Third Thursday in Eastertide
Eve of the Feast of St. Philip & St. James, apostles & martyrs
I have been doing some reading of late about the Church in the People’s Republic of China. For a very long time, I have always held a primary view that the only legitimate churches in the PRC are those who are underground (whether they be underground Protestant house churches or underground Roman Catholic churches).
My grandfather when he was alive kept telling me that the churches who were registered and affiliated with the Three-Self Patriotic Movement and China Christian Council (for Protestants) and the Chinese Patriotic Catholic Association (for Roman Catholics) were legitimate churches and were spreading the Gospel. House churches were either joining the “official” church or still choosing to remain underground, but persecution of the underground church varied from location to location (in some places, limited persecution while others had more).
Stories of the Bible being tremendously unavailable that I had heard from contemporary Western missionaries were only partly true and that the Chinese Bible (usually the Chinese Union Version) was being printed and distributed by the Amity Foundation (through registered churches). Any Christian who wanted a copy of the Bible only had to go to a local registered church and obtain one.
I have since come to a more nuanced understanding and appreciation of the strictures which Protestants and Roman Catholics have to abide within and by in the PRC. On the one hand, I can appreciate the freedom of conscience which those who have chosen to remain outside the “registered” churches though I do wonder about whether or not those who do so have taken seriously what St. Paul wrote to the Romans (i.e. Romans 13:1-7). On the other hand, I can also appreciate the concerns of those outside of the PRC that the TSPM, CCC and CPCA are government controlled organizations that are hindering God’s work amongst the Chinese people (but again, that pesky Romans 13:1-7 passage comes in again).
And I am quite surprised that in the recent church history of China, how Anglicans have played quite a major part. I can see a potential reason why when I take a look at the recent promulgation of the Protestant Church in China’s Church Order (you could call it similar to a set of articles of faith mixed with a set of canon laws). While it is in a sense, “post-denominational”, the fact that there are provisions for the ordination and consecration of bishops in there (plus the term “Holy Orders”) is surprising given that the amalgamation of Anglicans, Church of Christ, Presbyterians, Congregationalists, Lutherans, Baptists, Methodists, etc into the TSPM and CCC would normally mean that episcopacy isn’t on the table (as is sort of the case with the Church of South India and the Church of North India, where episcopacy isn’t there in name, though it is in constitution).
But it is, and I suspect it is there courtesy of one man, Bishop K. H. Ting who for a long time, was a sort of spokesperson for the PRC’s Protestant Christians.

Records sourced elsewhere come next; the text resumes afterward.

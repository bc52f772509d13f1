//! Python bindings for cmm.
//!
//! Flat function surface over Little CMS 2: profiles and transforms are
//! opaque handles, pixel buffers are numpy arrays.
//!
//! # Example
//! ```python
//! import numpy as np
//! import cmm
//!
//! srgb = cmm.create_srgb_profile()
//! p3 = cmm.create_standard_profile("display-p3")
//! fmt = cmm.get_transform_formatter(0, cmm.PT_RGB, 3, 1, 0, 0)
//! tr = cmm.create_transform(srgb, fmt, p3, fmt,
//!                           cmm.INTENT_RELATIVE_COLORIMETRIC,
//!                           cmm.cmsFLAGS_BLACKPOINTCOMPENSATION)
//!
//! src = np.zeros((1080, 1920, 3), dtype=np.uint8)
//! dst = np.zeros_like(src)
//! cmm.do_transform_8_8(tr, src, dst, src.size // 3)
//! ```

use pyo3::prelude::*;

mod consts;
mod error;
mod handle;
mod handler;
mod lut;
mod profile;
mod transform;

pub use handle::{Profile, Transform};

/// cmm - Color management module
#[pymodule]
fn cmm(m: &Bound<'_, PyModule>) -> PyResult<()> {
    m.add("__version__", env!("CARGO_PKG_VERSION"))?;
    m.add("__lcms_version__", cmm_core::lcms_version())?;

    m.add_class::<Profile>()?;
    m.add_class::<Transform>()?;

    handler::register(m)?;
    profile::register(m)?;
    transform::register(m)?;
    lut::register(m)?;
    consts::register(m)?;

    Ok(())
}
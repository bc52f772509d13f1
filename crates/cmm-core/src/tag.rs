//! LUT-bearing tag names.

use crate::CmmError;
use lcms2_sys as ffi;
use std::fmt;
use std::str::FromStr;

/// A tag holding a pipeline (AToB, BToA or gamut).
#[derive(Debug, Clone, Copy, PartialEq, Eq, Hash)]
pub enum LutTag {
    /// `A2B0`, device to PCS, perceptual.
    AToB0,
    /// `A2B1`, device to PCS, colorimetric.
    AToB1,
    /// `A2B2`, device to PCS, saturation.
    AToB2,
    /// `B2A0`, PCS to device, perceptual.
    BToA0,
    /// `B2A1`, PCS to device, colorimetric.
    BToA1,
    /// `B2A2`, PCS to device, saturation.
    BToA2,
    /// `gamt`, out-of-gamut test.
    Gamut,
}

impl LutTag {
    /// All tags, in ICC order.
    pub const ALL: [LutTag; 7] = [
        LutTag::AToB0,
        LutTag::AToB1,
        LutTag::AToB2,
        LutTag::BToA0,
        LutTag::BToA1,
        LutTag::BToA2,
        LutTag::Gamut,
    ];

    /// The four-character name used on the Python side.
    pub fn name(self) -> &'static str {
        match self {
            LutTag::AToB0 => "A2B0",
            LutTag::AToB1 => "A2B1",
            LutTag::AToB2 => "A2B2",
            LutTag::BToA0 => "B2A0",
            LutTag::BToA1 => "B2A1",
            LutTag::BToA2 => "B2A2",
            LutTag::Gamut => "gamt",
        }
    }

    pub(crate) fn signature(self) -> ffi::TagSignature {
        match self {
            LutTag::AToB0 => ffi::TagSignature::AToB0Tag,
            LutTag::AToB1 => ffi::TagSignature::AToB1Tag,
            LutTag::AToB2 => ffi::TagSignature::AToB2Tag,
            LutTag::BToA0 => ffi::TagSignature::BToA0Tag,
            LutTag::BToA1 => ffi::TagSignature::BToA1Tag,
            LutTag::BToA2 => ffi::TagSignature::BToA2Tag,
            LutTag::Gamut => ffi::TagSignature::GamutTag,
        }
    }
}

impl fmt::Display for LutTag {
    fn fmt(&self, f: &mut fmt::Formatter<'_>) -> fmt::Result {
        f.write_str(self.name())
    }
}

impl FromStr for LutTag {
    type Err = CmmError;

    fn from_str(s: &str) -> Result<Self, Self::Err> {
        LutTag::ALL
            .into_iter()
            .find(|tag| tag.name() == s)
            .ok_or_else(|| CmmError::UnknownName { kind: "tag", name: s.to_string() })
    }
}

#[cfg(test)]
mod tests {
    use super::*;

    #[test]
    fn test_parse() {
        for tag in LutTag::ALL {
            assert_eq!(tag.name().parse::<LutTag>().unwrap(), tag);
        }
        assert!("b2a0".parse::<LutTag>().is_err());
        assert!("GAMT".parse::<LutTag>().is_err());
    }
}
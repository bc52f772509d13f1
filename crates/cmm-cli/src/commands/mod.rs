//! CLI command implementations

pub mod convert;
pub mod export;
pub mod info;

use anyhow::{Context, Result};
use cmm_core::{Profile, StandardProfile};
use std::path::Path;

/// Opens a profile from an ICC path, falling back to a standard name.
pub fn load_profile(spec: &str) -> Result<Profile> {
    let path = Path::new(spec);
    if path.is_file() {
        let data = std::fs::read(path).with_context(|| format!("Failed to read: {spec}"))?;
        return Profile::from_icc(&data).with_context(|| format!("Not a usable ICC profile: {spec}"));
    }
    let standard: StandardProfile = spec
        .parse()
        .with_context(|| format!("No such file and not a standard profile: {spec}"))?;
    Profile::from_standard(standard).with_context(|| format!("Failed to create {standard}"))
}

/// Format file size for display
pub fn format_size(bytes: u64) -> String {
    const KB: u64 = 1024;
    const MB: u64 = KB * 1024;

    if bytes >= MB {
        format!("{:.2} MB", bytes as f64 / MB as f64)
    } else if bytes >= KB {
        format!("{:.2} KB", bytes as f64 / KB as f64)
    } else {
        format!("{} B", bytes)
    }
}

#[cfg(test)]
mod tests {
    use super::*;

    #[test]
    fn test_load_standard_name() {
        let profile = load_profile("display-p3").unwrap();
        assert_eq!(profile.color_space(), cmm_core::consts::space::RGB);
        assert!(load_profile("no-such-profile").is_err());
    }

    #[test]
    fn test_load_file() {
        let dir = tempfile::tempdir().unwrap();
        let path = dir.path().join("p.icc");
        std::fs::write(&path, StandardProfile::Rec2020.to_icc().unwrap()).unwrap();
        assert!(load_profile(path.to_str().unwrap()).is_ok());

        let bad = dir.path().join("bad.icc");
        std::fs::write(&bad, b"    ").unwrap();
        assert!(load_profile(bad.to_str().unwrap()).is_err());
    }

    #[test]
    fn test_format_size() {
        assert_eq!(format_size(512), "512 B");
        assert_eq!(format_size(3 * 1024), "3.00 KB");
        assert_eq!(format_size(5 * 1024 * 1024 / 2), "2.50 MB");
    }
}
//! Python handle objects.
//!
//! Each wraps a `cmm-core` value that is released on `close_profile` /
//! `delete_transform` or when the Python object is collected, whichever
//! comes first.

use cmm_core::{CmmError, CmmResult};
use pyo3::prelude::*;

/// Opaque profile handle.
///
/// Returned by `open_profile_from_mem`, `create_srgb_profile`,
/// `create_standard_profile` and `create_partial_profile`.
#[pyclass(module = "cmm", unsendable)]
pub struct Profile {
    inner: Option<cmm_core::Profile>,
}

impl Profile {
    pub(crate) fn new(inner: cmm_core::Profile) -> Self {
        Self { inner: Some(inner) }
    }

    pub(crate) fn get(&self) -> CmmResult<&cmm_core::Profile> {
        self.inner.as_ref().ok_or(CmmError::Closed("profile"))
    }

    pub(crate) fn get_mut(&mut self) -> CmmResult<&mut cmm_core::Profile> {
        self.inner.as_mut().ok_or(CmmError::Closed("profile"))
    }

    pub(crate) fn close(&mut self) {
        if let Some(profile) = self.inner.take() {
            profile.close();
        }
    }
}

#[pymethods]
impl Profile {
    /// True once the handle was closed.
    #[getter]
    fn closed(&self) -> bool {
        self.inner.is_none()
    }

    fn __repr__(&self) -> String {
        match &self.inner {
            Some(profile) => format!(
                "Profile(class='{}', space='{}')",
                cmm_core::consts::fourcc(profile.device_class()),
                cmm_core::consts::fourcc(profile.color_space())
            ),
            None => "Profile(closed)".to_string(),
        }
    }
}

/// Opaque transform handle.
///
/// Returned by `create_transform` and `create_proofing_transform`.
#[pyclass(module = "cmm", unsendable)]
pub struct Transform {
    inner: Option<cmm_core::Transform>,
}

impl Transform {
    pub(crate) fn new(inner: cmm_core::Transform) -> Self {
        Self { inner: Some(inner) }
    }

    pub(crate) fn get(&self) -> CmmResult<&cmm_core::Transform> {
        self.inner.as_ref().ok_or(CmmError::Closed("transform"))
    }

    pub(crate) fn delete(&mut self) {
        if let Some(transform) = self.inner.take() {
            transform.delete();
        }
    }
}

#[pymethods]
impl Transform {
    /// True once the handle was deleted.
    #[getter]
    fn closed(&self) -> bool {
        self.inner.is_none()
    }

    fn __repr__(&self) -> String {
        match &self.inner {
            Some(t) => format!(
                "Transform(input=0x{:x}, output=0x{:x})",
                t.input_format().raw(),
                t.output_format().raw()
            ),
            None => "Transform(deleted)".to_string(),
        }
    }
}
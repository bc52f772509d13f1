//! lcms error routing. Kept in its own binary because the handler is global.

use cmm_core::consts::error_code;
use cmm_core::{CmmError, Profile, has_log_error_handler, set_log_error_handler, unset_log_error_handler};
use std::sync::{Arc, Mutex};

#[test]
fn short_buffer_reaches_handler() {
    let seen: Arc<Mutex<Vec<(u32, String)>>> = Arc::default();
    let sink = Arc::clone(&seen);
    set_log_error_handler(move |code, msg| sink.lock().unwrap().push((code, msg.to_string())));
    assert!(has_log_error_handler());

    let err = Profile::from_icc(b"    ").unwrap_err();
    assert!(matches!(err, CmmError::ProfileFailed(_)));
    assert!(err.is_native());

    {
        let seen = seen.lock().unwrap();
        assert_eq!(seen.len(), 1);
        assert_eq!(seen[0].0, error_code::READ);
        assert!(seen[0].1.starts_with("Read from memory error"), "got {:?}", seen[0].1);
    }

    unset_log_error_handler();
    assert!(!has_log_error_handler());
    assert!(Profile::from_icc(b"    ").is_err());
    assert_eq!(seen.lock().unwrap().len(), 1, "unset handler must not be called");
}
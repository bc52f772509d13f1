//! Routing of lcms error messages.
//!
//! lcms reports errors through one process-wide callback. The binding installs
//! a trampoline that logs every message through `tracing` and forwards it to
//! the handler registered with [`set_log_error_handler`], if any.

use lcms2_sys as ffi;
use std::ffi::CStr;
use std::os::raw::c_char;
use std::sync::{Arc, Once, RwLock};

/// Callback receiving an lcms error code and message.
pub type ErrorHandler = Arc<dyn Fn(u32, &str) + Send + Sync>;

static HANDLER: RwLock<Option<ErrorHandler>> = RwLock::new(None);
static INSTALL: Once = Once::new();

unsafe extern "C" fn log_error_trampoline(
    _context: ffi::Context,
    error_code: u32,
    text: *const c_char,
) {
    let message = if text.is_null() {
        String::new()
    } else {
        // SAFETY: lcms passes a NUL-terminated buffer valid for this call.
        unsafe { CStr::from_ptr(text) }.to_string_lossy().into_owned()
    };
    tracing::warn!(code = error_code, %message, "lcms error");

    // Clone out of the lock so the handler may re-register itself.
    let handler = match HANDLER.read() {
        Ok(guard) => guard.clone(),
        Err(poisoned) => poisoned.into_inner().clone(),
    };
    if let Some(handler) = handler {
        handler(error_code, &message);
    }
}

/// Makes sure lcms routes errors through the trampoline.
///
/// Called by every entry point that can reach lcms, so messages are logged
/// even when no handler was registered.
pub(crate) fn ensure_installed() {
    INSTALL.call_once(|| {
        // SAFETY: the trampoline is a plain `extern "C"` function with the
        // signature lcms expects and lives for the whole process.
        unsafe { ffi::cmsSetLogErrorHandler(Some(log_error_trampoline)) };
    });
}

/// Registers the handler that receives lcms error codes and messages.
///
/// Replaces any previously registered handler.
///
/// # Example
///
/// ```rust
/// use cmm_core::{set_log_error_handler, unset_log_error_handler};
///
/// set_log_error_handler(|code, msg| eprintln!("lcms error {code}: {msg}"));
/// unset_log_error_handler();
/// ```
pub fn set_log_error_handler<F>(handler: F)
where
    F: Fn(u32, &str) + Send + Sync + 'static,
{
    ensure_installed();
    let mut slot = HANDLER.write().unwrap_or_else(|e| e.into_inner());
    *slot = Some(Arc::new(handler));
}

/// Removes the registered handler. Errors are still logged.
pub fn unset_log_error_handler() {
    let mut slot = HANDLER.write().unwrap_or_else(|e| e.into_inner());
    *slot = None;
}

/// Returns true if a handler is registered.
pub fn has_log_error_handler() -> bool {
    HANDLER.read().map(|slot| slot.is_some()).unwrap_or(false)
}
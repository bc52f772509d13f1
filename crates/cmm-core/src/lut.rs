//! Profile authoring: partial output profiles and lut16 tags.

use crate::handler::ensure_installed;
use crate::tag::LutTag;
use crate::{CmmError, CmmResult, Profile};
use lcms2_sys as ffi;
use std::ffi::CString;
use std::ptr;

/// Input channels of every lut16 written by the binding (RGB or Lab).
pub const LUT16_INPUT_CHANNELS: usize = 3;

/// Creator signature of authored profiles, `'ZYGO'`.
const CREATOR: u32 = 0x5A59_474F;

/// ICC v2.4, the version authored profiles are stamped with.
const AUTHORED_VERSION: f64 = 2.4;

// Header attribute bits.
const ATTR_REFLECTIVE: u64 = 0;
const ATTR_GLOSSY: u64 = 0;
const ATTR_MATTE: u64 = 2;

/// lcms' "no language" / "no country" code.
const NO_LOCALE: &[u8; 3] = b"\0\0\0";

/// Stage type of a set of per-channel curves, `'cvst'`.
const CURVE_SET_STAGE: u32 = 0x6376_7374;

// Plugin stages may carry any signature, so the type is read as an integer.
unsafe extern "C" {
    fn cmsStageType(stage: *const ffi::Stage) -> u32;
}

/// A three-input lut16: pre-table curves, cubic CLUT, post-table curves.
#[derive(Debug, Clone, PartialEq)]
pub struct Lut16 {
    grid_points: usize,
    output_channels: usize,
    clut: Vec<u16>,
    pre: Vec<Vec<u16>>,
    post: Vec<Vec<u16>>,
}

impl Lut16 {
    /// Builds and validates a lut16.
    ///
    /// # Arguments
    ///
    /// * `grid_points` - CLUT points per input axis
    /// * `output_channels` - channels produced by the CLUT and post-table
    /// * `clut` - `grid_points^3 * output_channels` samples, first axis slowest
    /// * `pre` - one curve per input channel
    /// * `post` - one curve per output channel
    pub fn new(
        grid_points: usize,
        output_channels: usize,
        clut: Vec<u16>,
        pre: Vec<Vec<u16>>,
        post: Vec<Vec<u16>>,
    ) -> CmmResult<Self> {
        if grid_points < 2 {
            return Err(invalid(format!("grid_points = {grid_points}, need at least 2")));
        }
        if output_channels == 0 || output_channels > crate::consts::MAX_CHANNELS {
            return Err(invalid(format!("output_channels = {output_channels} out of range")));
        }
        let expected = grid_points
            .checked_pow(LUT16_INPUT_CHANNELS as u32)
            .and_then(|n| n.checked_mul(output_channels))
            .ok_or_else(|| invalid("CLUT size overflows".to_string()))?;
        if clut.len() != expected {
            return Err(invalid(format!("CLUT has {} samples, expected {expected}", clut.len())));
        }
        check_curves("pre_table", &pre, LUT16_INPUT_CHANNELS)?;
        check_curves("post_table", &post, output_channels)?;

        Ok(Self { grid_points, output_channels, clut, pre, post })
    }

    /// CLUT points per input axis.
    pub fn grid_points(&self) -> usize {
        self.grid_points
    }

    /// Output channel count.
    pub fn output_channels(&self) -> usize {
        self.output_channels
    }
}

fn check_curves(name: &str, curves: &[Vec<u16>], channels: usize) -> CmmResult<()> {
    if curves.len() != channels {
        return Err(invalid(format!("{name} has {} curves, expected {channels}", curves.len())));
    }
    if let Some(curve) = curves.iter().find(|c| c.len() < 2) {
        return Err(invalid(format!("{name} curve has {} entries, need at least 2", curve.len())));
    }
    Ok(())
}
//! Profile info command.

use crate::InfoArgs;
use anyhow::Result;
use cmm_core::consts::fourcc;
use cmm_core::{LutTag, Profile};

/// Prints header fields, lut tags and size of each profile.
pub fn run(args: InfoArgs, verbose: bool) -> Result<()> {
    for (i, spec) in args.input.iter().enumerate() {
        if i > 0 {
            println!();
        }
        let profile = super::load_profile(spec)?;
        print!("{}", describe(spec, &profile, verbose)?);
    }
    Ok(())
}

fn describe(spec: &str, profile: &Profile, verbose: bool) -> Result<String> {
    let size = profile.to_icc()?.len() as u64;
    let b2a: Vec<&str> = profile.available_b2a_tags().into_iter().map(LutTag::name).collect();

    let mut out = format!("{spec}\n");
    out += &format!(
        "  Description: {}\n",
        profile.description().as_deref().unwrap_or("(none)")
    );
    out += &format!("  Class:       {}\n", fourcc(profile.device_class()));
    out += &format!("  Color space: {}\n", fourcc(profile.color_space()));
    out += &format!("  PCS:         {}\n", fourcc(profile.pcs()));
    out += &format!(
        "  B2A tags:    {}\n",
        if b2a.is_empty() { "(none)".to_string() } else { b2a.join(", ") }
    );
    out += &format!("  Size:        {}\n", super::format_size(size));

    if verbose {
        let present: Vec<&str> =
            LutTag::ALL.into_iter().filter(|t| profile.has_tag(*t)).map(LutTag::name).collect();
        out += &format!("  Lut tags:    {}\n", present.join(" "));
    }
    Ok(out)
}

And who was ordained, consecrated and enthroned in 1955 as Bishop of Zhejiang Province of the Chung Hua Sheng Kung Hui, the Anglican Church in China before it ceased to exist around 1958. Well, within the PRC at least. Taiwan ended up becoming a diocese within Province 8 of The Episcopal Church of the USA. And the Diocese of Hong Kong & Macau became a separate province and autonomous church within the Anglican Communion.
Given his involvement with the setting up of the CCC and the Amity Foundation, I suspect that my grandfather might have had the privilege of working with Bishop Ting when he was in the PRC on one of his many mission and church-related trips (potentially if Amity Press was the printer of the Chinese Study Bible, published by Rock House Publishers).
So I am looking forward to getting stuck into Reconstructing Christianity in China: K. H. Ting and the Chinese Church by Philip L. Wickeri. Reviews of it are hard to come by, but from what I have seen, it appears that this is a fair and balanced assessment of both Bishop Ting and Protestant Christianity in the PRC as a whole. My gut feeling (on the brief browse I have had thus far) is that my opinions of the Protestant Church in China will change as a result of reading this book which is authored by one who has worked in the PRC for the cause of Christ over the last twenty or so years.
Now if only those pesky Christian retailers here in Australia would include this within their catalogues for retail sale. I mean, if of all places, St. Paul’s Book Store (which is an outreach of the Society of St. Paul, a Roman Catholic society of priests and religious brothers and sisters) can stock it, why can’t Koorong or Word.
Oh that’s right, it’ll prolly only sell 3 copies nationwide so the profit margin would be horrible… on the other hand, how about some new Jesus bangles… and we can’t undercut the selling of The Heavenly Man which is about the house-church movement in the PRC compared with this account of the “official” church in the PRC… [end sarcasm]
On that note, Brother Yun’s book is quite a good read, lest any of you think I am knocking the house-church movement. All I’ll say is that Bishop Ting and Brother Yun are both in my prayers, as are their respective ministries.